From database to generative AI: A robust development path for retailers

Artificial intelligence is ubiquitous in commerce. Hardly any strategic discussion can do without reference to generative models, autonomous systems, or data-driven decision support. The promises are great: increased efficiency, new business models, personalized customer experiences, automated processes.
At the same time, the reality is quite different. Many AI initiatives fall short of expectations. Individual projects are implemented in isolation, technologies are introduced without being sustainably integrated into processes and decision-making logic, and the foundations necessary for success are not laid. Initially, there is great enthusiasm and investments are made—but eventually disillusionment sets in when no effective P&L effects materialize.
So the key question is not whether AI is relevant in retail. Rather, it is: How can AI be used in a way that creates structured value—both today and in the future?
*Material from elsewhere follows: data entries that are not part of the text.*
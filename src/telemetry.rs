//! Telemetry helpers for applications embedding `treemap-rs`.
//!
//! This module keeps tracing setup explicit and opt-in.
//! Hosts can either call `init_default_tracing` or wire their own
//! `tracing` subscriber and filters.

/// Initializes a default `tracing` subscriber when the `telemetry` feature is enabled.
///
/// Returns `true` when initialization succeeds.
/// Returns `false` when no initialization is performed (feature disabled) or if a
/// global subscriber was already set by the host application.
#[must_use]
pub fn init_default_tracing() -> bool {
    #[cfg(feature = "telemetry")]
    {
        let builder = tracing_subscriber::fmt()
            .with_env_filter(
                tracing_subscriber::EnvFilter::try_from_default_env()
                    .unwrap_or_else(|_| tracing_subscriber::EnvFilter::new("info")),
            )
            .with_target(false)
            .compact();

        return builder.try_init().is_ok();
    }

    #[cfg(not(feature = "telemetry"))]
    {
        false
    }
}
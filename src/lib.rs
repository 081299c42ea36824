//! treemap-rs: reactive word-distribution treemap pipeline.
//!
//! This crate provides a Rust-idiomatic update pipeline for a hierarchical
//! "word distribution" visualization: a pure country → collection → counts
//! transform, a chart-service lifecycle wrapper around a pluggable treemap
//! backend, and a scheduler that coalesces data/language/size changes into
//! frame-aligned renders.

pub mod api;
pub mod core;
pub mod error;
pub mod locale;
pub mod render;
pub mod telemetry;

pub use api::{ChartOptions, ChartService, UpdateScheduler};
pub use error::{TreemapError, TreemapResult};
use serde::{Deserialize, Serialize};

/// Why a coalesced render is pending.
#[derive(Debug, Clone, Copy, PartialEq, Eq, Hash, Serialize, Deserialize)]
pub enum RenderReason {
    /// The initial render after mount did not complete and must be retried.
    InitialMount,
    /// The item collection changed and the hierarchy was rebuilt.
    Data,
    /// The active language changed and labels were rebuilt.
    Language,
}

impl RenderReason {
    const fn bit(self) -> u8 {
        match self {
            Self::InitialMount => 1 << 0,
            Self::Data => 1 << 1,
            Self::Language => 1 << 2,
        }
    }
}

/// Merged set of reasons behind one pending render.
///
/// Multiple notifications arriving within one frame union into a single
/// set; the frame boundary consumes it and draws the latest state once.
#[derive(Debug, Clone, Copy, PartialEq, Eq, Default, Serialize, Deserialize)]
pub struct RenderReasons {
    bits: u8,
}

impl RenderReasons {
    const ALL_BITS: u8 = RenderReason::InitialMount.bit()
        | RenderReason::Data.bit()
        | RenderReason::Language.bit();

    #[must_use]
    pub const fn none() -> Self {
        Self { bits: 0 }
    }

    #[must_use]
    pub const fn all() -> Self {
        Self {
            bits: Self::ALL_BITS,
        }
    }

    #[must_use]
    pub const fn from_reason(reason: RenderReason) -> Self {
        Self { bits: reason.bit() }
    }

    #[must_use]
    pub const fn with_reason(self, reason: RenderReason) -> Self {
        Self {
            bits: self.bits | reason.bit(),
        }
    }

    #[must_use]
    pub const fn union(self, other: Self) -> Self {
        Self {
            bits: self.bits | other.bits,
        }
    }

    #[must_use]
    pub const fn contains(self, reason: RenderReason) -> bool {
        (self.bits & reason.bit()) != 0
    }

    #[must_use]
    pub const fn is_none(self) -> bool {
        self.bits == 0
    }
}

#[cfg(test)]
mod tests {
    use super::{RenderReason, RenderReasons};

    #[test]
    fn reasons_merge_and_contain() {
        let reasons = RenderReasons::from_reason(RenderReason::Data)
            .with_reason(RenderReason::Language);
        assert!(reasons.contains(RenderReason::Data));
        assert!(reasons.contains(RenderReason::Language));
        assert!(!reasons.contains(RenderReason::InitialMount));
        assert!(!reasons.is_none());
    }

    #[test]
    fn union_of_all_reasons_matches_all() {
        let merged = RenderReasons::from_reason(RenderReason::InitialMount)
            .union(RenderReasons::from_reason(RenderReason::Data))
            .union(RenderReasons::from_reason(RenderReason::Language));
        assert_eq!(merged, RenderReasons::all());
    }
}
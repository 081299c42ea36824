use serde::{Deserialize, Serialize};

/// Measured pixel dimensions of the drawing surface a chart is bound to.
#[derive(Debug, Clone, Copy, PartialEq, Eq, Serialize, Deserialize)]
pub struct SurfaceSize {
    pub width: u32,
    pub height: u32,
}

impl SurfaceSize {
    #[must_use]
    pub fn new(width: u32, height: u32) -> Self {
        Self { width, height }
    }

    /// A surface is measurable once layout has given it nonzero dimensions.
    #[must_use]
    pub fn is_measurable(self) -> bool {
        self.width > 0 && self.height > 0
    }
}

/// One content record as delivered by the upstream item store.
///
/// Grouping attributes and the word count may all be absent or empty in
/// upstream payloads; the hierarchy transform substitutes localized
/// fallbacks and treats a missing count as zero.
#[derive(Debug, Clone, Default, PartialEq, Eq, Serialize, Deserialize)]
pub struct ContentItem {
    #[serde(default)]
    pub id: Option<String>,
    #[serde(default)]
    pub country: Option<String>,
    #[serde(default)]
    pub set: Option<String>,
    #[serde(default)]
    pub word_count: Option<u64>,
}

impl ContentItem {
    #[must_use]
    pub fn new(
        country: impl Into<String>,
        set: impl Into<String>,
        word_count: u64,
    ) -> Self {
        Self {
            id: None,
            country: Some(country.into()),
            set: Some(set.into()),
            word_count: Some(word_count),
        }
    }
}

/// Aggregate counts accumulated from leaf collections during one rebuild.
///
/// Totals are produced by the same pass that builds the tree and are never
/// patched incrementally, so tree and totals cannot drift apart.
#[derive(Debug, Clone, Copy, Default, PartialEq, Eq, Serialize, Deserialize)]
pub struct WordTotals {
    pub word_count: u64,
    pub item_count: u64,
}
Between hype and value contribution
Technological possibilities alone do not generate economic added value. The decisive factor is whether they are embedded in a goal-oriented transformation logic. This is precisely where tensions often arise in retail:
- On the one hand, there is short-term pressure to create visible added value through innovation.
- On the other hand, there are mature system landscapes, fragmented data sets, and historically developed processes.
With the right approach, the transition to a data-driven company is not a risky investment case, but a predictable process that generates significant P&L effects along the way.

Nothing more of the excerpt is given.